Report how many lines of the data below contain "ServerEvent". Give nothing besides the number.

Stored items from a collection
------------------------------------------------------------------------
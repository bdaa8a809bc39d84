use serde::{Deserialize, Serialize};
use uuid::Uuid;

use crate::error::ProtocolError;
use crate::types::{CallId, CallKind, ConversationId, MessageId, UserId};
use crate::views::{ActivityPreview, CallSnapshot, MessageView};

/// Every event pushed to a user channel.
///
/// Signaling payloads (SDP offer/answer, ICE candidates) are opaque JSON and
/// are relayed untouched.
#[derive(Debug, Clone, Serialize, Deserialize, PartialEq)]
#[serde(tag = "event", content = "data")]
pub enum ServerEvent {
    /// A message arrived. Pushed to the receiver only.
    #[serde(rename = "message.sent")]
    MessageSent(MessageView),

    /// The receiver has seen a message. Pushed to the sender.
    #[serde(rename = "message.seen")]
    MessageSeen {
        message_id: MessageId,
        conversation_id: ConversationId,
    },

    /// The sender retracted a message for everyone.
    #[serde(rename = "message.unsent")]
    MessageUnsent {
        message_id: MessageId,
        conversation_id: ConversationId,
    },

    /// The recipient's last visible item changed because of a deletion.
    /// `new_last_message == None` means nothing remains visible.
    #[serde(rename = "message.deleted")]
    MessageDeleted {
        message_id: MessageId,
        conversation_id: ConversationId,
        actor: UserId,
        new_last_message: Option<ActivityPreview>,
    },

    #[serde(rename = "conversation.deleted")]
    ConversationDeleted { conversation_id: ConversationId },

    /// Ringing signal, pushed to the receiver.
    #[serde(rename = "call.initiated")]
    CallInitiated {
        call_id: CallId,
        caller_id: UserId,
        receiver_id: UserId,
        caller_name: String,
        call_type: CallKind,
        offer: serde_json::Value,
    },

    #[serde(rename = "call.answered")]
    CallAnswered {
        call_id: CallId,
        caller_id: UserId,
        receiver_id: UserId,
        answer: serde_json::Value,
    },

    #[serde(rename = "call.rejected")]
    CallRejected {
        call_id: CallId,
        caller_id: UserId,
        receiver_id: UserId,
    },

    /// Hang-up signal, pushed to the participant that did not end the call.
    #[serde(rename = "call.ended")]
    CallEnded {
        call_id: CallId,
        caller_id: UserId,
        receiver_id: UserId,
        ended_by: UserId,
    },

    #[serde(rename = "call.history.updated")]
    CallHistoryUpdated(CallSnapshot),

    #[serde(rename = "call.deleted")]
    CallDeleted {
        call_id: CallId,
        conversation_id: ConversationId,
        new_last_message: Option<ActivityPreview>,
    },

    #[serde(rename = "ice.candidate")]
    IceCandidate {
        from: UserId,
        candidate: serde_json::Value,
    },
}

impl ServerEvent {
    /// Catalogue name of the event, as published on the wire.
    pub fn name(&self) -> &'static str {
        match self {
            Self::MessageSent(_) => "message.sent",
            Self::MessageSeen { .. } => "message.seen",
            Self::MessageUnsent { .. } => "message.unsent",
            Self::MessageDeleted { .. } => "message.deleted",
            Self::ConversationDeleted { .. } => "conversation.deleted",
            Self::CallInitiated { .. } => "call.initiated",
            Self::CallAnswered { .. } => "call.answered",
            Self::CallRejected { .. } => "call.rejected",
            Self::CallEnded { .. } => "call.ended",
            Self::CallHistoryUpdated(_) => "call.history.updated",
            Self::CallDeleted { .. } => "call.deleted",
            Self::IceCandidate { .. } => "ice.candidate",
        }
    }

    /// Conversation the event refers to, when it refers to one.
    pub fn conversation_id(&self) -> Option<ConversationId> {
        match self {
            Self::MessageSent(m) => Some(m.conversation_id),
            Self::MessageSeen { conversation_id, .. }
            | Self::MessageUnsent { conversation_id, .. }
            | Self::MessageDeleted { conversation_id, .. }
            | Self::ConversationDeleted { conversation_id }
            | Self::CallDeleted { conversation_id, .. } => Some(*conversation_id),
            Self::CallHistoryUpdated(c) => Some(c.conversation_id),
            Self::CallInitiated { .. }
            | Self::CallAnswered { .. }
            | Self::CallRejected { .. }
            | Self::CallEnded { .. }
            | Self::IceCandidate { .. } => None,
        }
    }

    /// Whether the event is live call signaling rather than conversation state.
    pub fn is_signal(&self) -> bool {
        matches!(
            self,
            Self::CallInitiated { .. }
                | Self::CallAnswered { .. }
                | Self::CallRejected { .. }
                | Self::CallEnded { .. }
                | Self::IceCandidate { .. }
        )
    }
}

/// One delivery on a user channel.
#[derive(Debug, Clone, Serialize, Deserialize, PartialEq)]
pub struct Envelope {
    /// Unique per publish; lets subscribers spot duplicate deliveries.
    pub id: Uuid,
    pub channel: String,
    pub payload: ServerEvent,
}

impl Envelope {
    pub fn new(recipient: UserId, payload: ServerEvent) -> Self {
        Self {
            id: Uuid::new_v4(),
            channel: recipient.channel(),
            payload,
        }
    }

    pub fn recipient(&self) -> Result<UserId, ProtocolError> {
        UserId::from_channel(&self.channel)
    }

    pub fn to_json(&self) -> Result<String, ProtocolError> {
        Ok(serde_json::to_string(self)?)
    }

    pub fn from_json(text: &str) -> Result<Self, ProtocolError> {
        Ok(serde_json::from_str(text)?)
    }
}

#[cfg(test)]
mod tests {
    use super::*;

    #[test]
    fn event_wire_shape_uses_catalogue_names() {
        let event = ServerEvent::MessageDeleted {
            message_id: MessageId(5),
            conversation_id: ConversationId(2),
            actor: UserId(1),
            new_last_message: None,
        };

        let json = serde_json::to_value(&event).unwrap();
        assert_eq!(json["event"], event.name());
        assert_eq!(json["data"]["message_id"], 5);
        assert!(json["data"]["new_last_message"].is_null());
    }

    #[test]
    fn envelope_decodes_from_frame() {
        let envelope = Envelope::new(
            UserId(7),
            ServerEvent::IceCandidate {
                from: UserId(3),
                candidate: serde_json::json!({ "candidate": "candidate:1 1 udp 2122260223" }),
            },
        );

        let text = envelope.to_json().unwrap();
        let decoded = Envelope::from_json(&text).unwrap();
        assert_eq!(decoded, envelope);
        assert_eq!(decoded.recipient().unwrap(), UserId(7));
        assert!(decoded.payload.is_signal());
        assert_eq!(decoded.payload.conversation_id(), None);
    }
}
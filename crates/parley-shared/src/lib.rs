//! # parley-shared
//!
//! Types shared by every Parley crate: identifiers, the call state enums,
//! the event catalogue pushed over per-user channels, and the read-side
//! views handed to clients.

pub mod api;
pub mod constants;
pub mod error;
pub mod protocol;
pub mod types;
pub mod views;

pub use error::ProtocolError;
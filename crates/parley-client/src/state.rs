//! Local state held by the reconciler.
//!
//! [`ActiveConversation`] is the open view: an ascending timeline plus the
//! bookkeeping for items that arrived while the user was scrolled up.
//! [`Inbox`] mirrors the conversation list.

use std::collections::BTreeSet;

use parley_shared::types::{CallId, CallStatus, ConversationId, MessageId, UserId};
use parley_shared::views::{
    CallSnapshot, ConversationSummary, ItemRef, MessageView, OpenedConversation,
    TimelineEntry, TimelinePage, UserSummary,
};

/// Connection lifecycle of a reconciler.
#[derive(Debug, Clone, Copy, PartialEq, Eq, Default)]
pub enum Phase {
    #[default]
    Disconnected,
    /// Fetching the snapshot the live stream will be applied on top of.
    Syncing,
    Live,
}

#[derive(Debug, Clone)]
pub struct ActiveConversation {
    pub id: ConversationId,
    pub other_user: UserSummary,
    pub is_blocked: bool,
    pub is_blocked_by: bool,
    /// Ascending display order.
    pub timeline: Vec<TimelineEntry>,
    pub has_more: bool,
    /// Incoming messages that arrived while scrolled up, not yet marked seen.
    pub pending_seen: BTreeSet<MessageId>,
    /// Unread badge of the "new messages" popup.
    pub pending_count: usize,
    /// Incoming call records that still need acknowledging.
    pub pending_calls: bool,
    pub scrolled_up: bool,
}

impl ActiveConversation {
    pub fn from_opened(opened: OpenedConversation) -> Self {
        Self {
            id: opened.id,
            other_user: opened.other_user,
            is_blocked: opened.is_blocked,
            is_blocked_by: opened.is_blocked_by,
            timeline: opened.page.items,
            has_more: opened.page.has_more,
            pending_seen: BTreeSet::new(),
            pending_count: 0,
            pending_calls: false,
            scrolled_up: false,
        }
    }

    pub fn contains(&self, item: ItemRef) -> bool {
        self.timeline.iter().any(|entry| entry.item() == item)
    }

    pub fn message_mut(&mut self, id: MessageId) -> Option<&mut MessageView> {
        self.timeline.iter_mut().find_map(|entry| match entry {
            TimelineEntry::Message(m) if m.id == id => Some(m),
            _ => None,
        })
    }

    pub fn call(&self, id: CallId) -> Option<&CallSnapshot> {
        self.timeline.iter().find_map(|entry| match entry {
            TimelineEntry::Call(c) if c.id == id => Some(c),
            _ => None,
        })
    }

    /// Insert keeping ascending order. Entries already present are replaced.
    pub fn upsert(&mut self, entry: TimelineEntry) {
        if let Some(existing) = self
            .timeline
            .iter_mut()
            .find(|existing| existing.item() == entry.item())
        {
            *existing = entry;
            return;
        }

        let at = self
            .timeline
            .iter()
            .rposition(|existing| existing.created_at() <= entry.created_at())
            .map(|i| i + 1)
            .unwrap_or(0);
        self.timeline.insert(at, entry);
    }

    pub fn remove(&mut self, item: ItemRef) -> bool {
        let before = self.timeline.len();
        self.timeline.retain(|entry| entry.item() != item);
        self.timeline.len() != before
    }

    /// Prepend an older page fetched with [`Self::cursor`].
    pub fn prepend(&mut self, page: TimelinePage) {
        let mut items = page.items;
        items.retain(|entry| !self.contains(entry.item()));
        items.append(&mut self.timeline);
        self.timeline = items;
        self.has_more = page.has_more;
    }

    pub fn cursor(&self) -> Option<chrono::DateTime<chrono::Utc>> {
        self.timeline.first().map(TimelineEntry::created_at)
    }

    /// Messages from the other participant that `viewer` has not seen yet.
    pub fn unseen_incoming(&self, viewer: UserId) -> Vec<MessageId> {
        self.timeline
            .iter()
            .filter_map(|entry| match entry {
                TimelineEntry::Message(m) if m.sender.id != viewer && !m.is_read => Some(m.id),
                _ => None,
            })
            .collect()
    }

    /// Whether any call record received by `viewer` still counts as unread.
    pub fn has_unseen_calls(&self, viewer: UserId) -> bool {
        self.timeline.iter().any(|entry| match entry {
            TimelineEntry::Call(c) => call_needs_ack(c, viewer),
            _ => false,
        })
    }
}

pub(crate) fn call_needs_ack(call: &CallSnapshot, viewer: UserId) -> bool {
    call.receiver.id == viewer
        && !call.is_seen
        && matches!(
            call.status,
            CallStatus::Missed | CallStatus::Rejected | CallStatus::Cancelled
        )
}

/// The conversation list, kept sorted most recent first.
#[derive(Debug, Clone, Default)]
pub struct Inbox {
    rows: Vec<ConversationSummary>,
}

impl Inbox {
    pub fn replace(&mut self, rows: Vec<ConversationSummary>) {
        self.rows = rows;
    }

    pub fn rows(&self) -> &[ConversationSummary] {
        &self.rows
    }

    pub fn get(&self, id: ConversationId) -> Option<&ConversationSummary> {
        self.rows.iter().find(|row| row.id == id)
    }

    pub fn remove(&mut self, id: ConversationId) -> bool {
        let before = self.rows.len();
        self.rows.retain(|row| row.id != id);
        self.rows.len() != before
    }

    /// The last message of `id` was read by its receiver.
    pub fn mark_read(&mut self, id: ConversationId, message: MessageId) {
        if let Some(row) = self.rows.iter_mut().find(|row| row.id == id) {
            if let Some(last) = row.last_message.as_mut() {
                if last.item == ItemRef::Message(message) {
                    last.is_read = true;
                }
            }
        }
    }

    pub fn unread_total(&self) -> u64 {
        self.rows.iter().map(|row| row.unread_count).sum()
    }
}
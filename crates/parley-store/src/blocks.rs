use chrono::{DateTime, Utc};
use parley_shared::types::UserId;
use rusqlite::params;

use crate::database::Database;
use crate::error::Result;
use crate::models::Block;
use crate::sql::{parse_ts, ts};

impl Database {
    /// Returns `false` if `blocker` had already blocked `blocked`.
    pub fn block_user(&self, blocker: UserId, blocked: UserId, at: DateTime<Utc>) -> Result<bool> {
        let affected = self.conn().execute(
            "INSERT OR IGNORE INTO blocks (blocker_id, blocked_id, created_at) VALUES (?1, ?2, ?3)",
            params![blocker.0, blocked.0, ts(&at)],
        )?;
        Ok(affected > 0)
    }

    pub fn unblock_user(&self, blocker: UserId, blocked: UserId) -> Result<bool> {
        let affected = self.conn().execute(
            "DELETE FROM blocks WHERE blocker_id = ?1 AND blocked_id = ?2",
            params![blocker.0, blocked.0],
        )?;
        Ok(affected > 0)
    }

    /// Whether either user has blocked the other.
    pub fn is_blocked_between(&self, a: UserId, b: UserId) -> Result<bool> {
        let blocked: bool = self.conn().query_row(
            "SELECT EXISTS(
                 SELECT 1 FROM blocks
                 WHERE (blocker_id = ?1 AND blocked_id = ?2)
                    OR (blocker_id = ?2 AND blocked_id = ?1))",
            params![a.0, b.0],
            |row| row.get(0),
        )?;
        Ok(blocked)
    }

    /// Users blocked by `blocker`, newest block first.
    pub fn blocks_by(&self, blocker: UserId) -> Result<Vec<Block>> {
        let mut stmt = self.conn().prepare(
            "SELECT blocker_id, blocked_id, created_at FROM blocks
             WHERE blocker_id = ?1
             ORDER BY created_at DESC",
        )?;

        let rows = stmt.query_map(params![blocker.0], |row| {
            let blocker_id: i64 = row.get(0)?;
            let blocked_id: i64 = row.get(1)?;
            let created_at: String = row.get(2)?;
            Ok(Block {
                blocker_id: UserId(blocker_id),
                blocked_id: UserId(blocked_id),
                created_at: parse_ts(2, &created_at)?,
            })
        })?;

        let mut blocks = Vec::new();
        for row in rows {
            blocks.push(row?);
        }
        Ok(blocks)
    }
}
------------------------------------------------------------------------
Solution to the exercise:
6